--- jsr166/src/jsr166e/StripedAdder.java	2011/07/20 15:00:56	1.1
+++ jsr166/src/jsr166e/StripedAdder.java	2011/07/22 13:25:12	1.3
@@ -16,13 +16,13 @@ import java.io.ObjectOutputStream;
 
 /**
  * A set of variables that together maintain a sum.  When updates
- * (method {@link #add}) are contended across threads, the set of
- * adders may grow to reduce contention. Method {@link #sum} returns
- * the current combined total across these adders. This value is
- * <em>NOT</em> an atomic snapshot (concurrent updates may occur while
- * the sum is being calculated), and so cannot be used alone for
- * fine-grained synchronization control.
- * 
+ * (method {@link #add}) are contended across threads, this set of
+ * adder variables may grow dynamically to reduce contention. Method
+ * {@link #sum} returns the current combined total across these
+ * adders. This value is <em>NOT</em> an atomic snapshot (concurrent
+ * updates may occur while the sum is being calculated), and so cannot
+ * be used alone for fine-grained synchronization control.
+ *
  * <p> This class may be applicable when many threads frequently
  * update a common sum that is used for purposes such as collecting
  * statistics. In this case, performance may be significantly faster
@@ -31,43 +31,74 @@ import java.io.ObjectOutputStream;
  * only one thread can ever update the sum, performance may be
  * significantly slower than just updating a local variable.
  *
- * @author Doug Lea 
+ * <p>A StripedAdder may optionally be constructed with a given
+ * expected contention level; i.e., the number of threads that are
+ * expected to concurrently update the sum. Supplying an accurate
+ * value may improve performance by reducing the need for dynamic
+ * adjustment.
+ *
+ * @author Doug Lea
  */
 public class StripedAdder implements Serializable {
     private static final long serialVersionUID = 7249069246863182397L;
 
     /*
-     * Overview: We maintain a table of AtomicLongs (padded to reduce
-     * false sharing). The table is indexed by per-thread hash codes
-     * that are initialized as random values.  The table doubles in
-     * size upon contention (as indicated by failed CASes when
-     * performing add()), but is capped at the nearest power of two >=
-     * #cpus: At that point, contention should be infrequent if each
-     * thread has a unique index; so we instead adjust hash codes to
-     * new random values upon contention rather than expanding. A
-     * single spinlock is used for resizing the table as well as
+     * Overview: We maintain a table of Atomic long variables.
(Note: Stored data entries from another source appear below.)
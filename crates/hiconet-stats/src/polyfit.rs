//! Least-squares polynomial fitting.
//!
//! [`Polynomial::fit`] solves the Vandermonde least-squares problem through an
//! SVD of the column-scaled design matrix. Column scaling keeps the system well
//! conditioned when `x` spans a narrow range, and the singular-value cutoff
//! (`len(x) · ε` relative to the largest singular value) decides the numerical
//! rank. A rank-deficient system is reported as an error rather than returning
//! a minimum-norm polynomial that merely looks like a fit.

use nalgebra::{DMatrix, DVector};

#[derive(Debug, derive_more::Display, derive_more::Error)]
pub enum PolyFitError {
    #[display("x and y lengths differ ({x_len} vs {y_len})")]
    LengthMismatch { x_len: usize, y_len: usize },
    #[display("Need at least {needed} points to fit a degree-{degree} polynomial, got {got}")]
    TooFewPoints {
        degree: usize,
        needed: usize,
        got: usize,
    },
    #[display("Non-finite input value at position {index}")]
    NonFinite { index: usize },
    #[display("Design matrix is rank deficient (rank {rank}, need {needed})")]
    RankDeficient { rank: usize, needed: usize },
    #[display("Least-squares solve failed: {reason}")]
    Solve { reason: &'static str },
}

/// A polynomial with coefficients stored highest degree first.
#[derive(Debug, Clone, PartialEq)]
pub struct Polynomial {
    coefficients: Vec<f64>,
}

impl Polynomial {
    /// Creates a polynomial from coefficients ordered highest degree first.
    ///
    /// ```
    /// use hiconet_stats::polyfit::Polynomial;
    ///
    /// // 2x^2 + 3
    /// let poly = Polynomial::from_coefficients(vec![2.0, 0.0, 3.0]);
    /// assert_eq!(poly.evaluate(2.0), 11.0);
    /// ```
    #[must_use]
    pub fn from_coefficients(coefficients: Vec<f64>) -> Self {
        Self { coefficients }
    }

    /// Fits a polynomial of the given degree to `(xs, ys)` by least squares.
    pub fn fit(xs: &[f64], ys: &[f64], degree: usize) -> Result<Self, PolyFitError> {
        if xs.len() != ys.len() {
            return Err(PolyFitError::LengthMismatch {
                x_len: xs.len(),
                y_len: ys.len(),
            });
        }
        let ncols = degree + 1;
        if xs.len() < ncols {
            return Err(PolyFitError::TooFewPoints {
                degree,
                needed: ncols,
                got: xs.len(),
            });
        }
        if let Some(index) = xs
            .iter()
            .chain(ys)
            .position(|v| !v.is_finite())
            .map(|i| i % xs.len())
        {
            return Err(PolyFitError::NonFinite { index });
        }

        let nrows = xs.len();
        let mut design = DMatrix::from_fn(nrows, ncols, |i, j| {
            let power = i32::try_from(degree - j).unwrap_or(i32::MAX);
            xs[i].powi(power)
        });
        let scales = design
            .column_iter()
            .map(|col| {
                let norm = col.norm();
                if norm > 0.0 { norm } else { 1.0 }
            })
            .collect::<Vec<_>>();
        for (j, scale) in scales.iter().enumerate() {
            design.column_mut(j).unscale_mut(*scale);
        }

        let svd = design.svd(true, true);
        #[expect(clippy::cast_precision_loss)]
        let cutoff = nrows as f64 * f64::EPSILON * svd.singular_values.max();
        let rank = svd.singular_values.iter().filter(|&&s| s > cutoff).count();
        if rank < ncols {
            return Err(PolyFitError::RankDeficient {
                rank,
                needed: ncols,
            });
        }

        let rhs = DVector::from_column_slice(ys);
        let solution = svd
            .solve(&rhs, cutoff)
            .map_err(|reason| PolyFitError::Solve { reason })?;
        let coefficients = solution
            .iter()
            .zip(&scales)
            .map(|(c, scale)| c / scale)
            .collect::<Vec<_>>();
        if let Some(index) = coefficients.iter().position(|c| !c.is_finite()) {
            return Err(PolyFitError::NonFinite { index });
        }
        Ok(Self { coefficients })
    }

    /// Coefficients ordered highest degree first.
    #[must_use]
    pub fn coefficients(&self) -> &[f64] {
        &self.coefficients
    }

    /// Evaluates the polynomial at `x` (Horner's scheme).
    #[must_use]
    pub fn evaluate(&self, x: f64) -> f64 {
        self.coefficients.iter().fold(0.0, |acc, c| acc * x + c)
    }
}

#[cfg(test)]
mod tests {
    use super::*;

    #[test]
    fn test_recovers_exact_cubic() {
        let xs = [-1.0, -0.5, 0.0, 0.25, 0.5, 0.9, 1.3];
        let ys = xs.map(|x| 0.5 * x * x * x - 2.0 * x * x + x - 4.0);
        let poly = Polynomial::fit(&xs, &ys, 3).unwrap();
        let expected = [0.5, -2.0, 1.0, -4.0];
        for (got, want) in poly.coefficients().iter().zip(expected) {
            assert!((got - want).abs() < 1e-8, "{got} vs {want}");
        }
    }

    #[test]
    fn test_least_squares_line() {
        // Symmetric noise around y = x cancels out.
        let xs = [0.0, 1.0, 2.0, 3.0];
        let ys = [0.1, 0.9, 2.1, 2.9];
        let poly = Polynomial::fit(&xs, &ys, 1).unwrap();
        assert!((poly.evaluate(1.5) - 1.5).abs() < 1e-9);
    }

    #[test]
    fn test_too_few_points() {
        let err = Polynomial::fit(&[0.0, 1.0, 2.0], &[0.0, 1.0, 2.0], 3).unwrap_err();
        assert!(matches!(
            err,
            PolyFitError::TooFewPoints {
                needed: 4,
                got: 3,
                ..
            }
        ));
    }

    #[test]
    fn test_identical_x_is_rank_deficient() {
        let xs = [0.4; 6];
        let ys = [1.0, 2.0, 3.0, 4.0, 5.0, 6.0];
        let err = Polynomial::fit(&xs, &ys, 3).unwrap_err();
        assert!(matches!(err, PolyFitError::RankDeficient { .. }));
    }

    #[test]
    fn test_non_finite_input() {
        let err = Polynomial::fit(&[0.0, 1.0, f64::NAN], &[0.0, 1.0, 2.0], 1).unwrap_err();
        assert!(matches!(err, PolyFitError::NonFinite { index: 2 }));
    }
}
The
+     * table is indexed by per-thread hash codes that are initialized
+     * to random values.
+     *
+     * The table doubles in size upon contention (as indicated by
+     * failed CASes when performing add()), but is capped at the
+     * nearest power of two >= #CPUS. This reflects the idea that,
+     * when there are more threads than CPUs, then if each thread were
+     * bound to a CPU, there would exist a perfect hash function
+     * mapping threads to slots that eliminates collisions. When we
+     * reach capacity, we search for this mapping by randomly varying
+     * the hash codes of colliding threads.  Because search is random,
+     * and failures only become known via CAS failures, convergence
+     * will be slow, and because threads are typically not bound to
+     * CPUS forever, may not occur at all. However, despite these
+     * limitations, observed contention is typically very low in these
+     * cases.
+     *
+     * Table entries are of class Adder; a form of AtomicLong padded
+     * to reduce cache contention on most processors. Padding is
+     * overkill for most Atomics because they are most often
+     * irregularly scattered in memory and thus don't interfere much
+     * with each other. But Atomic objects residing in arrays will
+     * tend to be placed adjacent to each other, and so will most
+     * often share cache lines without this precaution.  Except for
+     * slot adders[0], Adders are constructed upon first use, which
+     * further improves per-thread locality and helps reduce (an
+     * already large) footprint.
+     *
+     * A single spinlock is used for resizing the table as well as
      * populating slots with new Adders. Upon lock contention, threads
-     * just try other slots rather than blocking. We guarantee that at
-     * least one slot exists, so retries will eventually find a
-     * candidate Adder.
+     * try other slots rather than blocking. We guarantee that at
+     * least one slot (0) exists, so retries will eventually find a
+     * candidate Adder. During these retries, there is increased
+     * contention and reduced locality, which is still better than
+     * alternatives.
      */
 
-    /** 
+    /**
      * Number of processors, to place a cap on table growth.
      */
     static final int NCPU = Runtime.getRuntime().availableProcessors();
 
     /**
-     * Version of AtomicLong padded to avoid sharing cache
-     * lines on most processors
+     * Padded version of AtomicLong
      */
     static final class Adder extends AtomicLong {
         long p0, p1, p2, p3, p4, p5, p6, p7, p8, p9, pa, pb, pc, pd;
         Adder(long x) { super(x); }
     }
 
-    /** 
-     * Holder for the thread-local hash code.
+    /**
+     * Holder for the thread-local hash code. The code starts off with
+     * a given random value, but may be set to a different
+     * pseudo-random value (using a cheaper but adequate xorshift
+     * generator) upon collisions.
      */
     static final class HashCode {
         int code;
@@ -79,7 +110,7 @@ public class StripedAdder implements Ser
      */
     static final class ThreadHashCode extends ThreadLocal<HashCode> {
         static final Random rng = new Random();
-        public HashCode initialValue() { 
+        public HashCode initialValue() {
             int h = rng.nextInt();
             return new HashCode((h == 0) ? 1 : h); // ensure nonzero
         }
@@ -93,7 +124,7 @@ public class StripedAdder implements Ser
     static final ThreadHashCode threadHashCode = new ThreadHashCode();
 
     /**
-     * Table of adders. Initially of size 2; grows to be at most NCPU.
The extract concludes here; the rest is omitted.